Sweetheart she may have been, but she was a bit of a tartar, sharp of tongue and, I’m told, not a particularly pleasant woman. She gave Alfred a hard time. She didn’t allow him in the house to smoke. And when you smoke 60 a day that meant he had to spend a lot of time out in the backyard in his own private fumarium, (which doubled as the outside toilet).

Alfred’s instability prevented him from holding down a full-time job. He worked as a cellar man in a local pub, then at a local restaurant as a chef – both jobs kept him near his favoured pub.

Then at last things changed.

Alfie finally got himself a full-time job. Caretaker at the Royal. Could things be looking up? A permanent job – just around the corner from home.

Alas, it didn’t last long. In January 1932 the Royal burnt down.

The fire was spotted at about 5am three hours after the local Agricultural Society had wearily drifted home after their annual dinner/dance and whist drive.

Only three hours earlier “a jostling crowd of merry dancers” had been led by a local dance band.

Mrs Gough could hardly have dreamt it as she slept content in the knowledge that she’d won the women’s whist competition by some margin.

Every unit of the local Fire Brigade turned out – a new motor engine and an old horse-drawn steam pump.

The local paper had a field day.

“£50,000 damage in early morning blaze!”

“Lighted cigarette believed to be the cause”

“Orchestra lose all instruments”

Observers reported that “flames spread with great speed”

And Mr Dunn, who lived nearby spoke somewhat expansively of “tongues of fire hundreds of feet high”.

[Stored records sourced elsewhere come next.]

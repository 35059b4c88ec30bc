use crate::extensions::{ChartEvent, ListenerContext};
use crate::render::Renderer;

use super::ChartEngine;

impl<R: Renderer> ChartEngine<R> {
    pub(super) fn listener_context(&self) -> ListenerContext {
        ListenerContext {
            scope: self.main.scope(),
            visible_indexes: self.main.visible_indexes(),
            axis_ceiling: self.main.committed_blend().ceiling(),
            visible_series: self.main.visibility().visible_count(),
            selected_x: self.selection.state().map(|state| state.normalized_x),
        }
    }

    pub(super) fn emit(&mut self, event: ChartEvent) {
        if self.listeners.is_empty() {
            return;
        }
        let context = self.listener_context();
        for listener in &mut self.listeners {
            listener.on_event(event, context);
        }
    }
}
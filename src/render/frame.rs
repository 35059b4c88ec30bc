use crate::core::Viewport;
use crate::error::{ChartError, ChartResult};
use crate::render::{
    CirclePrimitive, LinePrimitive, PolylinePrimitive, RectPrimitive, TextPrimitive,
};

/// Which chart surface a frame targets.
#[derive(Debug, Clone, Copy, PartialEq, Eq)]
pub enum FrameTarget {
    MainChart,
    HistoryStrip,
}

/// Backend-agnostic scene for one draw pass.
///
/// Backends should paint collections in field order: rects behind, then grid
/// lines, polylines, overlays, circles and texts on top. Tooltip panels and
/// range selector chrome go into the overlay collections so they paint above
/// the series.
#[derive(Debug, Clone, PartialEq)]
pub struct RenderFrame {
    pub target: FrameTarget,
    pub viewport: Viewport,
    pub rects: Vec<RectPrimitive>,
    pub lines: Vec<LinePrimitive>,
    pub polylines: Vec<PolylinePrimitive>,
    pub overlay_rects: Vec<RectPrimitive>,
    pub overlay_lines: Vec<LinePrimitive>,
    pub circles: Vec<CirclePrimitive>,
    pub texts: Vec<TextPrimitive>,
}

impl RenderFrame {
    #[must_use]
    pub fn new(target: FrameTarget, viewport: Viewport) -> Self {
        Self {
            target,
            viewport,
            rects: Vec::new(),
            lines: Vec::new(),
            polylines: Vec::new(),
            overlay_rects: Vec::new(),
            overlay_lines: Vec::new(),
            circles: Vec::new(),
            texts: Vec::new(),
        }
    }

    #[must_use]
    pub fn with_line(mut self, line: LinePrimitive) -> Self {
        self.lines.push(line);
        self
    }

    #[must_use]
    pub fn with_text(mut self, text: TextPrimitive) -> Self {
        self.texts.push(text);
        self
    }

    #[must_use]
    pub fn with_rect(mut self, rect: RectPrimitive) -> Self {
        self.rects.push(rect);
        self
    }

    pub fn validate(&self) -> ChartResult<()> {
        if !self.viewport.is_valid() {
            return Err(ChartError::InvalidViewport {
                width: self.viewport.width,
                height: self.viewport.height,
            });
        }

        for rect in self.rects.iter().chain(&self.overlay_rects) {
            rect.validate()?;
        }
        for line in self.lines.iter().chain(&self.overlay_lines) {
            line.validate()?;
        }
        for polyline in &self.polylines {
            polyline.validate()?;
        }
        for circle in &self.circles {
            circle.validate()?;
        }
        for text in &self.texts {
            text.validate()?;
        }

        Ok(())
    }

    #[must_use]
    pub fn is_empty(&self) -> bool {
        self.rects.is_empty()
            && self.lines.is_empty()
            && self.polylines.is_empty()
            && self.overlay_rects.is_empty()
            && self.overlay_lines.is_empty()
            && self.circles.is_empty()
            && self.texts.is_empty()
    }
}
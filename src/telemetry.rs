//! Opt-in `tracing` subscriber setup for hosts embedding `scope-chart`.
//!
//! The engine only emits events. Scope changes, level replans and visibility
//! toggles log at `debug`; per-replan details log at `trace`.

/// Filter used when `RUST_LOG` is unset.
pub const DEFAULT_TRACE_DIRECTIVE: &str = "scope_chart=info";

/// Installs a compact fmt subscriber filtered by `RUST_LOG`, falling back to
/// `fallback_directive`.
///
/// Returns `false` without the `telemetry` feature, or when the host already
/// installed a global subscriber.
#[must_use]
pub fn init_tracing(fallback_directive: &str) -> bool {
    #[cfg(feature = "telemetry")]
    {
        let filter = tracing_subscriber::EnvFilter::try_from_default_env()
            .unwrap_or_else(|_| tracing_subscriber::EnvFilter::new(fallback_directive));
        tracing_subscriber::fmt()
            .with_env_filter(filter)
            .with_target(true)
            .compact()
            .try_init()
            .is_ok()
    }

    #[cfg(not(feature = "telemetry"))]
    {
        let _ = fallback_directive;
        false
    }
}

/// [`init_tracing`] with [`DEFAULT_TRACE_DIRECTIVE`].
#[must_use]
pub fn init_default_tracing() -> bool {
    init_tracing(DEFAULT_TRACE_DIRECTIVE)
}
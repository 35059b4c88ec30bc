use proptest::prelude::*;
use scope_chart::core::{Column, IndexRange, TimeRange, map_time_range_to_indexes};

fn linear_scan(columns: &[Column], range: TimeRange) -> IndexRange {
    let last = columns.len() - 1;
    let mut from = 0;
    for (index, column) in columns.iter().enumerate().skip(1) {
        if column.time <= range.from {
            from = index;
        } else {
            break;
        }
    }
    let mut to = last;
    for index in (1..last).rev() {
        if columns[index].time >= range.to {
            to = index;
        } else {
            break;
        }
    }
    IndexRange::new(from, to.max(from))
}

fn sorted_columns() -> impl Strategy<Value = Vec<Column>> {
    prop::collection::vec(1i64..1_000, 3..64).prop_map(|steps| {
        let mut time = 0;
        steps
            .into_iter()
            .map(|step| {
                time += step;
                Column::new(time, 0)
            })
            .collect()
    })
}

proptest! {
    #[test]
    fn index_bounds_stay_ordered_and_in_range(
        columns in sorted_columns(),
        from_factor in -0.2f64..1.2,
        width_factor in 0.0f64..1.4
    ) {
        let first = columns[0].time;
        let span = columns[columns.len() - 1].time - first;
        let from = first + (span as f64 * from_factor) as i64;
        let to = from + (span as f64 * width_factor) as i64;

        let range = map_time_range_to_indexes(&columns, TimeRange::new(from, to));
        prop_assert!(range.from <= range.to);
        prop_assert!(range.to < columns.len());
    }

    #[test]
    fn binary_search_matches_linear_scan(
        columns in sorted_columns(),
        from_factor in 0.0f64..1.0,
        width_factor in 0.0f64..1.0
    ) {
        let first = columns[0].time;
        let span = columns[columns.len() - 1].time - first;
        let from = first + (span as f64 * from_factor) as i64;
        let to = (from + (span as f64 * width_factor) as i64).min(first + span);
        let range = TimeRange::new(from, to);

        prop_assert_eq!(
            map_time_range_to_indexes(&columns, range),
            linear_scan(&columns, range)
        );
    }
}
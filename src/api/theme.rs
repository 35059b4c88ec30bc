use serde::{Deserialize, Serialize};

use crate::render::Color;

/// Built-in color scheme presets.
#[derive(Debug, Clone, Copy, PartialEq, Eq, Default, Serialize, Deserialize)]
pub enum ColorScheme {
    #[default]
    Day,
    Night,
}

impl ColorScheme {
    #[must_use]
    pub fn toggled(self) -> Self {
        match self {
            Self::Day => Self::Night,
            Self::Night => Self::Day,
        }
    }
}

/// Semantic colors consumed by the frame builders.
///
/// The engine is color-scheme agnostic; hosts may supply any palette.
#[derive(Debug, Clone, Copy, PartialEq)]
pub struct ChartTheme {
    pub background: Color,
    pub grid_line: Color,
    pub zero_line: Color,
    pub axis_text: Color,
    pub tooltip_background: Color,
    pub tooltip_date_text: Color,
    pub history_fade: Color,
    pub range_border: Color,
    pub handle_arrow: Color,
}

impl ChartTheme {
    #[must_use]
    pub fn for_scheme(scheme: ColorScheme) -> Self {
        match scheme {
            ColorScheme::Day => Self::day(),
            ColorScheme::Night => Self::night(),
        }
    }

    #[must_use]
    pub fn day() -> Self {
        Self {
            background: Color::rgb(1.0, 1.0, 1.0),
            grid_line: rgb_hex(0xF0, 0xF0, 0xF0),
            zero_line: rgb_hex(0xD0, 0xD0, 0xD0),
            axis_text: rgb_hex(0xA0, 0xA0, 0xA0),
            tooltip_background: rgb_hex(0xF5, 0xF5, 0xFA),
            tooltip_date_text: rgb_hex(0x71, 0x71, 0x71),
            history_fade: rgb_hex(0xF5, 0xF5, 0xF5).with_alpha_factor(0.6),
            range_border: rgb_hex(0xCB, 0xD4, 0xDD).with_alpha_factor(0.9),
            handle_arrow: Color::rgb(1.0, 1.0, 1.0),
        }
    }

    #[must_use]
    pub fn night() -> Self {
        Self {
            background: rgb_hex(0x24, 0x30, 0x3F),
            grid_line: rgb_hex(0x1D, 0x27, 0x33),
            zero_line: rgb_hex(0x1A, 0x22, 0x2C),
            axis_text: rgb_hex(0x60, 0x6D, 0x7C),
            tooltip_background: rgb_hex(0x1D, 0x28, 0x36),
            tooltip_date_text: Color::rgb(1.0, 1.0, 1.0),
            history_fade: rgb_hex(0x1F, 0x2A, 0x39).with_alpha_factor(0.6),
            range_border: rgb_hex(0x38, 0x46, 0x57).with_alpha_factor(0.9),
            handle_arrow: Color::rgb(1.0, 1.0, 1.0),
        }
    }
}

impl Default for ChartTheme {
    fn default() -> Self {
        Self::day()
    }
}

fn rgb_hex(red: u8, green: u8, blue: u8) -> Color {
    Color::rgb(
        f64::from(red) / 255.0,
        f64::from(green) / 255.0,
        f64::from(blue) / 255.0,
    )
}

By 7am the building had been reduced to an “unhealthy mass of twisted ironworks, smoking debris and blackened masonry”.

That’s the bad news. The good news is that the Royal was rebuilt in record time by local contractor Mr Smallwood who secured the £27,000 contract on the condition that the building would be “ready for dancing” in 54 days.

And so it was.

On Saturday 30th July 1932 in front of what the local paper called a “great crowd of interested spectators” numbering some 2,000 the Royal was declared open again. 10,000 people visited the building in its first week.

So what’s this story really all about? Well, I can’t help thinking that the circumstances are a bit of a toxic mixture.

A building built substantially of wood… a fire caused by a discarded cigarette, a chain-smoking alcoholic caretaker who would probably have been the last person out of the building that night, tired, half-cut, having a last cigarette before going home to his smoke-free wife.

Was Alfred the villain of the piece?

Did my grandfather burn down the Royal?

But here’s the thing.

If the Royal hadn’t burned down in 1932 what would be in its place now? What would I be walking past on my daily walk? A car park? An ugly brutalist communist-style hotel? A monstrous carbuncle (to coin a phrase) of a theatre?

But what we do have is one of the finest theatre/dance hall complexes in the whole country.

And the only reason that magnificent building exists is because someone burned down the Royal in 1932.

So if it was Alfred (and I’ll deny all knowledge should an investigation be launched) maybe he’s the hero, not the villain. Maybe that very building which is treasured by so many is there because of my grandfather.

AND SO I LEAVE YOU WITH A QUESTION. LADIES AND GENTLEMEN OF THE JURY.

GRANDAD ALFRED – HERO OR VILLAIN? YOU DECIDE!